Obviously, you, as a job seeker, need to do some research on the nature of the job and the office environment in order to make sure you’re truly a good fit, but in the end, a quality smile may be exactly what an employer was looking for all along.
I don’t mean to suggest that you turn your interview with that top-prospect employer into a stand-up comedy session, but sharing a laugh with the interviewer will likely get you invited to the second round of interviews. At the very least, it will make you seem more personable than the stiff in the waiting room that brought a pile of charts and graphs, but no sense of humor.
People in general want to enjoy themselves, even during job interviews. When you are interviewing, you should keep a positive attitude and genuinely enjoy the moment. This will lead to a genuine smile, and that will make the interview in general feel more like a conversation than a test — which will make you more memorable than your competition by far.
Don’t Overdo It!
Being genuine is critical to this element of the interview equation. If your smile isn’t genuine, your interviewer will be able to tell, and this could do more harm than good.
An insincere smile isn’t as bad as being rigid, boring, or pretentious, but it won’t help you either! A true smile gives people insight into your personality, and so does an insincere one — but an insincere smile gives insight into personality traits that you likely won’t want to highlight in a job interview!
Smile, You’re on Camera!
In the contemporary world, we often find ourselves being recorded in one medium or another. It is becoming increasingly common for employers to record interviews — sometimes in person, and sometimes via video-interviewing platforms.
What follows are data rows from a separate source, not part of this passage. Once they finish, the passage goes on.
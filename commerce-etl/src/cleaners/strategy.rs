//! Null-fill strategies shared by every cleaner.

use crate::dataset::Dataset;
use crate::error::Result;
use arrow::array::{Array, ArrayRef, BooleanArray, Float64Array, Int64Array, Scalar, StringArray};
use arrow::compute::kernels::zip::zip;
use arrow::compute::{cast, is_null};
use arrow::datatypes::DataType;
use std::sync::Arc;

/// A literal used to fill missing values.
#[derive(Debug, Clone, Copy, PartialEq)]
pub enum FillValue {
    Integer(i64),
    Float(f64),
    Text(&'static str),
    Boolean(bool),
}

impl FillValue {
    fn to_array(self) -> ArrayRef {
        match self {
            Self::Integer(v) => Arc::new(Int64Array::from(vec![v])),
            Self::Float(v) => Arc::new(Float64Array::from(vec![v])),
            Self::Text(v) => Arc::new(StringArray::from(vec![v])),
            Self::Boolean(v) => Arc::new(BooleanArray::from(vec![v])),
        }
    }
}

/// Declared policy for filling missing values in one column.
#[derive(Debug, Clone, Copy, PartialEq)]
pub enum NullStrategy {
    /// Replace nulls with zero in the column's own type.
    FillZero,
    /// Replace nulls with an entity-specific default.
    FillDefault(FillValue),
}

impl NullStrategy {
    fn fill_value(&self) -> FillValue {
        match self {
            Self::FillZero => FillValue::Integer(0),
            Self::FillDefault(value) => *value,
        }
    }
}

/// Fills the nulls of `column` according to `strategy`.
///
/// The fill literal is cast to the column's type, so zero-filling a raw text
/// column writes `"0"`, which later coerces to a number. A column with no
/// nulls is returned unchanged.
pub fn fill_nulls(dataset: &Dataset, column: &str, strategy: NullStrategy) -> Result<Dataset> {
    let array = dataset.require_column(column)?;
    let literal = strategy.fill_value().to_array();
    // An all-null column has no type of its own; adopt the literal's.
    let array = if array.data_type() == &DataType::Null {
        cast(array, literal.data_type())?
    } else {
        Arc::clone(array)
    };
    if array.null_count() == 0 {
        return Ok(dataset.clone());
    }

    let fill = Scalar::new(cast(&literal, array.data_type())?);
    let mask = is_null(&array)?;
    let filled = zip(&mask, &fill, &array)?;
    dataset.with_column(column, filled)
}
Recording interviews makes it easier for escalating levels of management to review candidates without being present for the interview — and it also makes genuine smiling even more important and much more difficult, too. People tend to project when on camera, so remember to be yourself and smile naturally. Everything else will work out fine.
Ultimately, while smiling may be something we all do, not everyone knows how to do it effectively. There is a reason performers across the board from actors to political pundits practice and perfect their smiles – because it’s crucial to their success. If you want the job, it may be crucial to yours, too.